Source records
--
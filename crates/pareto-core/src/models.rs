//! Core data models used throughout Pareto Compare.
//!
//! Request types ([`ComparisonRequest`], [`Criterion`], [`Filters`]) arrive
//! from the HTTP boundary as camelCase JSON. Catalog types
//! ([`CandidateRecord`] and its parts) are what the catalog collaborator
//! supplies. Result types ([`ScoredItem`], [`ComparisonResult`]) are produced
//! once per comparison and never mutated afterwards.

use std::cmp::Ordering;
use std::collections::BTreeMap;

use chrono::{DateTime, Utc};
use serde::{Deserialize, Serialize};

/// Free-form attribute bag as stored in the catalog (`"storage": "128GB"`).
pub type Attributes = BTreeMap<String, serde_json::Value>;

/// Whether lower or higher values of a criterion are preferred.
#[derive(Debug, Clone, Copy, PartialEq, Eq, Hash, Serialize, Deserialize)]
#[serde(rename_all = "lowercase")]
pub enum Direction {
    Minimize,
    Maximize,
}

impl Direction {
    /// Compares two known values; `Greater` means `a` is better than `b`.
    pub fn prefer(self, a: f64, b: f64) -> Ordering {
        match self {
            Direction::Minimize => b.total_cmp(&a),
            Direction::Maximize => a.total_cmp(&b),
        }
    }
}

/// One attribute to optimize, with its weight and direction.
#[derive(Debug, Clone, PartialEq, Serialize, Deserialize)]
pub struct Criterion {
    pub attribute: String,
    pub weight: f64,
    pub direction: Direction,
}

impl Criterion {
    pub fn new(attribute: impl Into<String>, weight: f64, direction: Direction) -> Self {
        Self {
            attribute: attribute.into(),
            weight,
            direction,
        }
    }

    /// Zero-weight criteria take no part in dominance.
    pub fn is_active(&self) -> bool {
        self.weight > 0.0
    }
}

/// Optional narrowing of the candidate set, applied before extraction.
#[derive(Debug, Clone, Default, PartialEq, Serialize, Deserialize)]
#[serde(rename_all = "camelCase", default)]
pub struct Filters {
    pub min_price: Option<f64>,
    pub max_price: Option<f64>,
    pub retailers: Vec<String>,
    pub brands: Vec<String>,
    pub in_stock_only: bool,
    /// Attribute equality constraints, matched against variant attributes
    /// first and product attributes second.
    pub attributes: Attributes,
}

impl Filters {
    /// True when any filter operates on individual offers rather than products.
    pub fn has_offer_filters(&self) -> bool {
        self.in_stock_only
            || !self.retailers.is_empty()
            || self.min_price.is_some()
            || self.max_price.is_some()
    }
}

/// An inbound comparison request.
///
/// The order of `criteria` is the ranking tie-break priority.
#[derive(Debug, Clone, PartialEq, Serialize, Deserialize)]
#[serde(rename_all = "camelCase")]
pub struct ComparisonRequest {
    pub category_id: String,
    pub criteria: Vec<Criterion>,
    #[serde(default, skip_serializing_if = "Option::is_none")]
    pub filters: Option<Filters>,
    #[serde(default, skip_serializing_if = "Option::is_none")]
    pub limit: Option<usize>,
}

// ============ Catalog records ============

#[derive(Debug, Clone, PartialEq, Serialize, Deserialize)]
#[serde(rename_all = "camelCase")]
pub struct Product {
    pub id: String,
    pub name: String,
    pub category_id: String,
    #[serde(default)]
    pub brand: Option<String>,
    #[serde(default)]
    pub attributes: Attributes,
}

/// A purchasable configuration of a product (e.g. 256GB / blue).
#[derive(Debug, Clone, PartialEq, Serialize, Deserialize)]
#[serde(rename_all = "camelCase")]
pub struct Variant {
    pub id: String,
    #[serde(default)]
    pub attributes: Attributes,
}

/// A retailer's current price for a product or variant.
#[derive(Debug, Clone, PartialEq, Serialize, Deserialize)]
#[serde(rename_all = "camelCase")]
pub struct Offer {
    pub id: String,
    pub retailer_id: String,
    pub price: f64,
    #[serde(default)]
    pub shipping: Option<f64>,
    /// List price before discount, when the retailer advertises one.
    #[serde(default)]
    pub original_price: Option<f64>,
    #[serde(default = "default_in_stock")]
    pub in_stock: bool,
}

fn default_in_stock() -> bool {
    true
}

impl Offer {
    /// Shipping-inclusive price; missing shipping counts as free.
    pub fn total_price(&self) -> f64 {
        self.price + self.shipping.unwrap_or(0.0)
    }
}

/// What the catalog collaborator returns: a product (or variant) and all its offers.
#[derive(Debug, Clone, PartialEq, Serialize, Deserialize)]
#[serde(rename_all = "camelCase")]
pub struct CandidateRecord {
    pub product: Product,
    #[serde(default)]
    pub variant: Option<Variant>,
    #[serde(default)]
    pub offers: Vec<Offer>,
}

/// A record that survived pre-filtering, with its selected best offer.
#[derive(Debug, Clone, PartialEq)]
pub struct Candidate {
    pub product: Product,
    pub variant: Option<Variant>,
    pub offer: Option<Offer>,
}

impl Candidate {
    /// Stable identifier: `product_id` or `product_id/variant_id`.
    pub fn key(&self) -> String {
        match &self.variant {
            Some(v) => format!("{}/{}", self.product.id, v.id),
            None => self.product.id.clone(),
        }
    }

    pub fn info(&self) -> ItemInfo {
        ItemInfo {
            key: self.key(),
            product_id: self.product.id.clone(),
            variant_id: self.variant.as_ref().map(|v| v.id.clone()),
            offer_id: self.offer.as_ref().map(|o| o.id.clone()),
            retailer_id: self.offer.as_ref().map(|o| o.retailer_id.clone()),
            name: self.product.name.clone(),
            brand: self.product.brand.clone(),
        }
    }
}

// ============ Engine inputs and outputs ============

/// Identity and display fields of a compared item.
#[derive(Debug, Clone, PartialEq, Eq, Serialize, Deserialize)]
#[serde(rename_all = "camelCase")]
pub struct ItemInfo {
    pub key: String,
    pub product_id: String,
    pub variant_id: Option<String>,
    pub offer_id: Option<String>,
    pub retailer_id: Option<String>,
    pub name: String,
    pub brand: Option<String>,
}

/// An extracted candidate: identity plus one resolved value per criterion,
/// positionally aligned with the request's criteria. `None` is "unknown".
#[derive(Debug, Clone, PartialEq)]
pub struct CandidateItem {
    pub info: ItemInfo,
    pub values: Vec<Option<f64>>,
}

impl CandidateItem {
    pub fn key(&self) -> &str {
        &self.info.key
    }

    pub fn has_any_value(&self) -> bool {
        self.values.iter().any(Option::is_some)
    }
}

#[derive(Debug, Clone, PartialEq, Serialize, Deserialize)]
#[serde(rename_all = "camelCase")]
pub struct ScoredItem {
    pub item: ItemInfo,
    /// Raw resolved values by attribute; `null` when unknown.
    pub values: BTreeMap<String, Option<f64>>,
    /// Direction-applied min-max values in `[0, 1]`, 1.0 being best.
    pub normalized: BTreeMap<String, f64>,
    pub weighted_score: f64,
    pub pareto_optimal: bool,
    /// 1-based position on the ranked frontier.
    #[serde(default, skip_serializing_if = "Option::is_none")]
    pub rank: Option<usize>,
    /// Keys of frontier items that dominate this one.
    #[serde(default)]
    pub dominated_by: Vec<String>,
}

#[derive(Debug, Clone, PartialEq, Serialize, Deserialize)]
#[serde(rename_all = "camelCase")]
pub struct ComparisonResult {
    pub criteria: Vec<Criterion>,
    pub pareto_frontier: Vec<ScoredItem>,
    pub dominated: Vec<ScoredItem>,
    pub total_candidates: usize,
    /// True when the dominated list was capped.
    pub truncated: bool,
    pub computed_at: DateTime<Utc>,
}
--
■ TASK GOAL
Starting at the line that contains "pub struct ScoredItem", copy each line through the last one in the records, exactly, and output nothing else.

■ RESPONSE
pub struct ScoredItem {
    pub item: ItemInfo,
    /// Raw resolved values by attribute; `null` when unknown.
    pub values: BTreeMap<String, Option<f64>>,
    /// Direction-applied min-max values in `[0, 1]`, 1.0 being best.
    pub normalized: BTreeMap<String, f64>,
    pub weighted_score: f64,
    pub pareto_optimal: bool,
    /// 1-based position on the ranked frontier.
    #[serde(default, skip_serializing_if = "Option::is_none")]
    pub rank: Option<usize>,
    /// Keys of frontier items that dominate this one.
    #[serde(default)]
    pub dominated_by: Vec<String>,
}

#[derive(Debug, Clone, PartialEq, Serialize, Deserialize)]
#[serde(rename_all = "camelCase")]
pub struct ComparisonResult {
    pub criteria: Vec<Criterion>,
    pub pareto_frontier: Vec<ScoredItem>,
    pub dominated: Vec<ScoredItem>,
    pub total_candidates: usize,
    /// True when the dominated list was capped.
    pub truncated: bool,
    pub computed_at: DateTime<Utc>,
}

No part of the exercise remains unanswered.